Elephants could emerge as the real story of the hunting ban, as their severe overpopulation and the destruction they will bring to the habitat will likely change the ecosystem forever. Botswana only issues about 500 sport hunting licenses per year for a population estimated at 130,000, so hunting’s effect on the overall population is minimal. However, the revenue generated by elephant hunting puts people and systems in the bush to help maintain some semblance of order. Without hunting, the population will likely spike and crash, and the anti-hunters will run pleas on television for people to donate $19 a month to “save” the elephants.
The hunting ban will hurt more than wildlife. The Botswana Wildlife Management Association estimates the ban will leave 4,800 native Africans unemployed and unlikely to find work in photographic tourism.
As things stand now, the anti-hunting NGO’s and influence peddlers have won.
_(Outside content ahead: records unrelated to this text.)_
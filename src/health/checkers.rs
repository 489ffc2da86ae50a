// src/health/checkers.rs

//! Ready-made checkers: a function adapter, a generic pinger, an HTTP endpoint
//! probe and (with the `redis` feature) a Redis `PING`.

use super::{CheckContext, CheckResult, Checker};
use async_trait::async_trait;
use futures_util::future::BoxFuture;
use reqwest::{Client, StatusCode};
use std::future::Future;
use std::sync::Arc;
use std::time::Duration;
use tokio::time::Instant;

type CheckFn = dyn Fn(CheckContext) -> BoxFuture<'static, anyhow::Result<()>> + Send + Sync;

/// Wraps an async closure as a checker. `Ok(())` is healthy, any error unhealthy.
pub struct FuncChecker {
    name: String,
    required: bool,
    timeout: Option<Duration>,
    check_fn: Arc<CheckFn>,
}

impl FuncChecker {
    pub fn new<F, Fut>(name: impl Into<String>, required: bool, check_fn: F) -> Self
    where
        F: Fn(CheckContext) -> Fut + Send + Sync + 'static,
        Fut: Future<Output = anyhow::Result<()>> + Send + 'static,
    {
        Self {
            name: name.into(),
            required,
            timeout: None,
            check_fn: Arc::new(move |ctx| -> BoxFuture<'static, anyhow::Result<()>> {
                Box::pin(check_fn(ctx))
            }),
        }
    }

    pub fn with_timeout(mut self, timeout: Duration) -> Self {
        self.timeout = Some(timeout);
        self
    }
}

#[async_trait]
impl Checker for FuncChecker {
    fn name(&self) -> &str {
        &self.name
    }

    fn required(&self) -> bool {
        self.required
    }

    fn timeout(&self) -> Option<Duration> {
        self.timeout
    }

    async fn check(&self, ctx: CheckContext) -> CheckResult {
        let start = Instant::now();
        match (self.check_fn)(ctx).await {
            Ok(()) => CheckResult::healthy(start.elapsed()),
            Err(e) => CheckResult::unhealthy(start.elapsed(), format!("{e:#}")),
        }
    }
}

/// Anything that can answer a liveness ping: database pools, broker clients,
/// cache connections supplied by the caller.
#[async_trait]
pub trait Pinger: Send + Sync {
    async fn ping(&self, ctx: &CheckContext) -> anyhow::Result<()>;
}

/// Checker backed by a [`Pinger`].
pub struct PingChecker<P> {
    name: String,
    required: bool,
    client: P,
}

impl<P: Pinger> PingChecker<P> {
    pub fn new(name: impl Into<String>, client: P, required: bool) -> Self {
        Self {
            name: name.into(),
            required,
            client,
        }
    }
}

#[async_trait]
impl<P: Pinger> Checker for PingChecker<P> {
    fn name(&self) -> &str {
        &self.name
    }

    fn required(&self) -> bool {
        self.required
    }

    async fn check(&self, ctx: CheckContext) -> CheckResult {
        let start = Instant::now();
        match self.client.ping(&ctx).await {
            Ok(()) => CheckResult::healthy(start.elapsed()),
            Err(e) => CheckResult::unhealthy(start.elapsed(), format!("{e:#}")),
        }
    }
}

/// Probes an HTTP endpoint with a `GET` and expects a specific status code.
pub struct HttpChecker {
    name: String,
    url: String,
    client: Client,
    required: bool,
    expected_status: StatusCode,
    timeout: Option<Duration>,
}

impl HttpChecker {
    pub fn new(name: impl Into<String>, url: impl Into<String>, client: Client, required: bool) -> Self {
        Self {
            name: name.into(),
            url: url.into(),
            client,
            required,
            expected_status: StatusCode::OK,
            timeout: None,
        }
    }

    pub fn with_expected_status(mut self, status: StatusCode) -> Self {
        self.expected_status = status;
        self
    }

    pub fn with_timeout(mut self, timeout: Duration) -> Self {
        self.timeout = Some(timeout);
        self
    }
}

#[async_trait]
impl Checker for HttpChecker {
    fn name(&self) -> &str {
        &self.name
    }

    fn required(&self) -> bool {
        self.required
    }

    fn timeout(&self) -> Option<Duration> {
        self.timeout
    }

    async fn check(&self, ctx: CheckContext) -> CheckResult {
        let start = Instant::now();

        let response = self
            .client
            .get(&self.url)
            .timeout(ctx.remaining())
            .send()
            .await;

        match response {
            Ok(resp) if resp.status() == self.expected_status => {
                CheckResult::healthy(start.elapsed()).with_detail("status_code", resp.status().as_u16())
            }
            Ok(resp) => CheckResult::unhealthy(
                start.elapsed(),
                format!(
                    "unexpected status code: got {}, want {}",
                    resp.status().as_u16(),
                    self.expected_status.as_u16()
                ),
            )
            .with_detail("status_code", resp.status().as_u16()),
            Err(e) => CheckResult::unhealthy(start.elapsed(), e),
        }
    }
}

#[cfg(feature = "redis")]
pub use self::redis_checker::RedisChecker;

#[cfg(feature = "redis")]
mod redis_checker {
    use super::*;
    use deadpool_redis::Pool;

    /// Sends `PING` over a connection taken from a `deadpool_redis` pool.
    pub struct RedisChecker {
        name: String,
        pool: Pool,
        required: bool,
        timeout: Option<Duration>,
    }

    impl RedisChecker {
        pub fn new(name: impl Into<String>, pool: Pool, required: bool) -> Self {
            Self {
                name: name.into(),
                pool,
                required,
                timeout: None,
            }
        }

        pub fn with_timeout(mut self, timeout: Duration) -> Self {
            self.timeout = Some(timeout);
            self
        }
    }

    #[async_trait]
    impl Checker for RedisChecker {
        fn name(&self) -> &str {
            &self.name
        }

        fn required(&self) -> bool {
            self.required
        }

        fn timeout(&self) -> Option<Duration> {
            self.timeout
        }

        async fn check(&self, _ctx: CheckContext) -> CheckResult {
            let start = Instant::now();

            let mut conn = match self.pool.get().await {
                Ok(conn) => conn,
                Err(e) => return CheckResult::unhealthy(start.elapsed(), e),
            };

            match redis::cmd("PING").query_async::<_, String>(&mut conn).await {
                Ok(_) => CheckResult::healthy(start.elapsed()),
                Err(e) => CheckResult::unhealthy(start.elapsed(), e),
            }
        }
    }
}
Botswana will be permanently closed to hunting in 2014. But like another major safari country that shut its doors to hunters, Botswana’s wildlife is destined to suffer the same catastrophic consequences.
Kenya banned hunting in 1977. Between 1977 and1996, Kenya experienced a 40 percent drop in its wildlife populations, both within and outside of its national parks, according to a study reported in Science Daily. And due primarily to poaching, Kenya’s wildlife numbers have continued to fall. Today, wildlife numbers are less than half of that which existed before the ban, with feature species such as lion and elephant being hit especially hard. The benefits from tourist hunting can reverse the trend, but anti-hunting zealots and irresponsible leaders continue to carry the day.
Trophy hunting is a low-impact, high-income activity that is often carried out in areas too difficult and remote for typical photo safaris, which require large volumes of customers to offset the relatively small fees per client. Hunting creates jobs, food, and an incentive for indigenous peoples to protect species from poachers. Simply stated, sustainable-use hunting is critical to the preservation of both rural economies and Africa’s wildlife. Both people and wildlife suffer when hunting is banned.
The Botswana government may sincerely believe it is doing the right thing, but the emotion-driven, non-scientific based course of action upon which they embark signals the beginning of the end of abundant wildlife in the country. It is likely that in 20 years we will look back with regret to realize that 2013 was the “good old days” for wildlife in Botswana.